Professional biography

I am a planetary scientist specialising in planetary geomorphology. I mainly work on Mars-related research topics with a focus on aeolian and cold-climate processes. I am a senior lecturer at Open University, and work in the Planetary Environments research group - part of the School of Physical Sciences

June 2013 - Senior Lecturer, Open University, UK
June 2009 - June 2013:  UK Space Agency Aurora Fellow, Open University, UK.
January 2006 - January 2015: Research Scientist (Senior Research Scientist from 2011), Planetary Science Institute, Tucson, USA.
October 2005 to June 2009: Postdoctoral Research Scientist, Dept. of Earth Sciences, Open University, UK.
April 2005 to Sept. 2005: Postdoctoral Researcher, Departement des Sciences de la Terre, Univ. Paris-Sud, Paris, France.
Dec 2004 to March 2005: Postdoctoral Researcher, Planetary Science Institute, Tucson.
May 2003 to Nov. 2003 and June 2004 to Nov 2004: Post Doctoral Research Assistant, (part time), University of Oxford, UK.
Nov. 2003 to Feb. 2004: Post Doctoral Research Associate, Mullard Space Science Laboratory, UK.
April 2001 to April 2003: Post Doctoral Research Associate, Arizona State University, Phoenix, USA.
 

Research interests

My research interests are generally in planetary science and, more specifically, planetary geomorphology and geology. My main research interest at present is to understand the recent geological history of Mars, and how climate (and possibly climate change) has shaped the surface. I also have a strong research interest in terrestrial dust devils (small, dust loaded "mini-tornadoes" driven by insolation) and in application of GIS to planetary surfaces. Much of my research is based on remote sensing, especially using the totally awesome NASA HiRISE instrument onboard the Mars Reconaissance Orbiter spacecraft.

Recent funding success includes a UK Space Agency grant to help define the landing sites for the ExoMars 2020 Rover and an STFC consolidated grant project "Liquid water and climate change on Mars: combining high resolution imaging studies with high resolution climate models".

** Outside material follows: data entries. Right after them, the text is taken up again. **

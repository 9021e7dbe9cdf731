//! Named selections used by configuration files and the command line.
//!
//! Every selection parses from its lowercase name and serializes back to it.
//! An unrecognised name is always an error; there is no fallback variant.

use serde::{Deserialize, Serialize};
use std::fmt;
use std::str::FromStr;
use thiserror::Error;

/// Returned when a selection name does not match any known variant.
#[derive(Error, Debug, Clone, PartialEq, Eq)]
#[error("unknown {kind} '{name}' (expected one of: {expected})")]
pub struct ParseSelectionError {
    pub kind: &'static str,
    pub name: String,
    pub expected: String,
}

macro_rules! selection {
    (
        $(#[$meta:meta])*
        $ty:ident, $kind:literal {
            $( $(#[$vmeta:meta])* $variant:ident => $name:literal ),+ $(,)?
        }
    ) => {
        $(#[$meta])*
        #[derive(Debug, Clone, Copy, PartialEq, Eq, Hash, Serialize, Deserialize)]
        #[serde(try_from = "String", into = "&'static str")]
        pub enum $ty {
            $( $(#[$vmeta])* $variant ),+
        }

        impl $ty {
            pub const ALL: &'static [$ty] = &[$($ty::$variant),+];

            #[must_use]
            pub fn name(self) -> &'static str {
                match self {
                    $($ty::$variant => $name),+
                }
            }
        }

        impl FromStr for $ty {
            type Err = ParseSelectionError;

            fn from_str(s: &str) -> Result<Self, Self::Err> {
                let needle = s.trim().to_ascii_lowercase();
                Self::ALL
                    .iter()
                    .copied()
                    .find(|v| v.name() == needle)
                    .ok_or_else(|| ParseSelectionError {
                        kind: $kind,
                        name: s.to_string(),
                        expected: Self::ALL
                            .iter()
                            .map(|v| v.name())
                            .collect::<Vec<_>>()
                            .join(", "),
                    })
            }
        }

        impl TryFrom<String> for $ty {
            type Error = ParseSelectionError;

            fn try_from(value: String) -> Result<Self, Self::Error> {
                value.parse()
            }
        }

        impl From<$ty> for &'static str {
            fn from(value: $ty) -> Self {
                value.name()
            }
        }

        impl fmt::Display for $ty {
            fn fmt(&self, f: &mut fmt::Formatter<'_>) -> fmt::Result {
                f.write_str(self.name())
            }
        }
    };
}

selection! {
    /// Initial layout used when the particle store is rebuilt.
    Arrangement, "arrangement" {
        /// Uniform over the whole world.
        Random => "random",
        /// Evenly spaced on an ellipse touching the world edges.
        Circle => "circle",
        /// Circle outline with a wide positional jitter.
        FilledCircle => "f_circle",
        /// One ring per type, growing outward.
        Concentric => "concentric",
        /// A horizontal line through the centre.
        Line => "line",
        /// Square grid covering the world.
        Grid => "grid",
        /// Per-type bands along the horizontal centre line.
        Row => "row",
        /// Everything packed at the centre.
        Point => "point",
    }
}

selection! {
    /// Force law applied between a particle and its neighbours.
    ForceLawKind, "force law" {
        Default => "default",
        /// Compact-support law driven by the radius matrix.
        Absolute => "absolute",
        Cluster => "cluster",
        Snake => "snake",
        /// One frozen random coefficient for every type pair.
        Simple => "simple",
        /// Produces no force at all.
        Inert => "inert",
    }
}

selection! {
    /// Distance metric used by the force accumulator.
    DistanceMetric, "distance metric" {
        Euclidean => "euclidean",
        Manhattan => "manhattan",
    }
}

selection! {
    /// Attraction matrix generation strategy.
    MatrixStrategy, "attraction strategy" {
        Random => "random",
        /// Same-type cells one constant, cross-type cells another.
        Cluster => "cluster",
    }
}

selection! {
    /// Radius matrix generation strategy.
    RadiusStrategy, "radius strategy" {
        Random => "random",
        /// Every cell set to the configured minimum radius.
        Equal => "equal",
    }
}

selection! {
    /// Distribution backing random matrix cells.
    SampleDistribution, "sample distribution" {
        Uniform => "uniform",
        Normal => "normal",
    }
}

impl DistanceMetric {
    /// Distance for a displacement `(dx, dy)`.
    #[inline]
    #[must_use]
    pub fn distance(self, dx: f64, dy: f64) -> f64 {
        match self {
            DistanceMetric::Euclidean => (dx * dx + dy * dy).sqrt(),
            DistanceMetric::Manhattan => dx.abs() + dy.abs(),
        }
    }
}
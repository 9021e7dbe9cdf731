//! Live edit surface for the interaction matrices.
//!
//! The matrices are published as an immutable `Arc` behind a reader-writer
//! lock. Readers take the lock only long enough to clone the `Arc`, then work
//! on that snapshot without further locking. Writers hold the write lock for
//! one whole edit and mutate through `Arc::make_mut`, which copies the
//! matrices first whenever a reader still holds the previous snapshot. A
//! reader therefore sees either the state before an edit or after it, never a
//! mix of both.

use rand::{Rng, SeedableRng};
use rand_chacha::ChaCha8Rng;
use serde::{Deserialize, Serialize};
use std::sync::{Arc, RwLock, RwLockReadGuard, RwLockWriteGuard};

use crate::config::MatrixConfig;
use crate::error::{Result, SimError};
use crate::matrix::InteractionMatrices;

/// Cloneable, thread-safe handle to a [`MatrixEditor`].
pub type MatrixHandle = Arc<MatrixEditor>;

/// A single edit applied atomically to the published matrices.
#[derive(Debug, Clone, Copy, PartialEq, Serialize, Deserialize)]
pub enum EditOp {
    /// Writes one attraction cell, clamped to [-1, 1] when `clamp_edits` is on.
    Set { row: usize, col: usize, value: f64 },
    /// Adds `delta` to one attraction cell and clamps to [-1, 1].
    Nudge { row: usize, col: usize, delta: f64 },
    /// Writes every attraction cell.
    Fill { value: f64 },
    /// Zeroes the attraction matrix.
    Reset,
    /// Uniform `2u - 1` in every attraction cell.
    Randomize,
    /// Re-runs the configured attraction strategy.
    Regenerate,
    /// Writes one radius cell, unclamped.
    SetRadius { row: usize, col: usize, value: f64 },
}

struct EditorState {
    published: Arc<InteractionMatrices>,
    config: MatrixConfig,
    rng: ChaCha8Rng,
    version: u64,
}

pub struct MatrixEditor {
    state: RwLock<EditorState>,
}

impl MatrixEditor {
    #[must_use]
    pub fn new(matrices: InteractionMatrices, config: MatrixConfig, seed: u64) -> Self {
        Self {
            state: RwLock::new(EditorState {
                published: Arc::new(matrices),
                config,
                rng: ChaCha8Rng::seed_from_u64(seed),
                version: 0,
            }),
        }
    }

    #[must_use]
    pub fn into_handle(self) -> MatrixHandle {
        Arc::new(self)
    }

    /// The currently published matrices. Later edits never alter the
    /// returned value.
    #[must_use]
    pub fn snapshot(&self) -> Arc<InteractionMatrices> {
        Arc::clone(&self.read().published)
    }

    /// The published matrices together with the version they belong to, read
    /// under a single lock acquisition.
    #[must_use]
    pub fn versioned_snapshot(&self) -> (Arc<InteractionMatrices>, u64) {
        let state = self.read();
        (Arc::clone(&state.published), state.version)
    }

    /// Number of edits applied so far.
    #[must_use]
    pub fn version(&self) -> u64 {
        self.read().version
    }

    #[must_use]
    pub fn max_types(&self) -> usize {
        self.read().published.max_types()
    }

    /// Applies one edit and returns the new version.
    pub fn apply(&self, op: EditOp) -> Result<u64> {
        let mut guard = self.write();
        let state = &mut *guard;
        let size = state.published.max_types();

        match op {
            EditOp::Set { row, col, value } => {
                check_index(row, col, size)?;
                let value = if state.config.clamp_edits {
                    value.clamp(-1.0, 1.0)
                } else {
                    value
                };
                Arc::make_mut(&mut state.published)
                    .attraction
                    .set(row, col, value)?;
            }
            EditOp::Nudge { row, col, delta } => {
                let current = state.published.attraction.try_get(row, col)?;
                Arc::make_mut(&mut state.published).attraction.set(
                    row,
                    col,
                    (current + delta).clamp(-1.0, 1.0),
                )?;
            }
            EditOp::Fill { value } => {
                Arc::make_mut(&mut state.published).attraction.fill(value);
            }
            EditOp::Reset => {
                Arc::make_mut(&mut state.published).attraction.fill(0.0);
            }
            EditOp::Randomize => {
                let matrices = Arc::make_mut(&mut state.published);
                let rng = &mut state.rng;
                for row in 0..size {
                    for col in 0..size {
                        matrices
                            .attraction
                            .set(row, col, 2.0 * rng.gen::<f64>() - 1.0)?;
                    }
                }
            }
            EditOp::Regenerate => {
                let strategy = state.config.attraction;
                Arc::make_mut(&mut state.published).generate_attraction(
                    strategy,
                    &state.config,
                    &mut state.rng,
                );
            }
            EditOp::SetRadius { row, col, value } => {
                check_index(row, col, size)?;
                Arc::make_mut(&mut state.published)
                    .radius
                    .set(row, col, value)?;
            }
        }

        state.version += 1;
        tracing::debug!(op = ?op, version = state.version, "Matrix edit applied");
        Ok(state.version)
    }

    /// Swaps in a new matrix config and returns the current version.
    ///
    /// Only a matrix whose generation inputs changed is regenerated from
    /// `rng`; the other keeps every edit. Settings that only affect editing,
    /// such as `clamp_edits`, never touch the published matrices.
    pub fn set_config<R: Rng + ?Sized>(&self, config: MatrixConfig, rng: &mut R) -> u64 {
        let mut guard = self.write();
        let state = &mut *guard;
        let attraction = state.config.attraction_inputs_differ(&config);
        let radius = state.config.radius_inputs_differ(&config);
        state.config = config;

        if attraction || radius {
            let matrices = Arc::make_mut(&mut state.published);
            if attraction {
                matrices.generate_attraction(state.config.attraction, &state.config, rng);
            }
            if radius {
                matrices.generate_radius(state.config.radii, &state.config, rng);
            }
            state.version += 1;
        }
        tracing::debug!(attraction, radius, version = state.version, "Matrix config updated");
        state.version
    }

    fn read(&self) -> RwLockReadGuard<'_, EditorState> {
        self.state.read().unwrap_or_else(|e| e.into_inner())
    }

    fn write(&self) -> RwLockWriteGuard<'_, EditorState> {
        self.state.write().unwrap_or_else(|e| e.into_inner())
    }
}

fn check_index(row: usize, col: usize, size: usize) -> Result<()> {
    if row >= size || col >= size {
        return Err(SimError::IndexOutOfRange { row, col, size });
    }
    Ok(())
}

Ongoing research at Open University in my group includes:

  1. Linking high resolution climate models with geomorphological observations (STFC funded with CoI Stephen Lewis. Liam Steele is the postdoctoral Research Associate on this project)
  2. ExoMars 2018 Rover landing site studies. Consortium project with partners at Birckbeck, University of London, Imperial College, Natural History Museum - London, and Leicester.
  3. Geologically recent, periglacial, glacial, aeolian, and fluvial landforms on Mars - their age, stratigraphy, geographical distriubtion and association with climate. (Three ongoing PhDs in this area: students Frances Butcher, Jason Ramsdale and Laura Brooker)
  4. Field, lab and mapping work to understand the formation process of geologically recent hillslope features on Earth, Mars and the Moon (Originally Leverhulme Trust funded, now in collaboration with CNRS Fellow Susan Conway at Nantes, France).
  5. Mapping of the Syrtis Major Volcanic complex (with Peter Fawdon, who recently completed his PhD on this topic. this is part funded by the British Geological Survey).
  6. Icelandic debris flow/debris avalanche hazard assessment using a field geophysical and geomorphology approach (NERC funded, co-supervising with Susan Conway - PhD student is Costaza Morino).
  7. Understanding dust, dust devils, and clouds in the martian atmosphere through climate models (UK SA funded, co-supervising with Stephen Lewis - PhD student is Rhian Chapman)
  8. Terrestrial remote sensing. We are working to develop new tools for high resolution surface temperature analyses. We are working in conjunction with Geoger ltd.

Teaching interests

2015-2017 S141 module team chair: "Investigative and Mathematical Skills in Science".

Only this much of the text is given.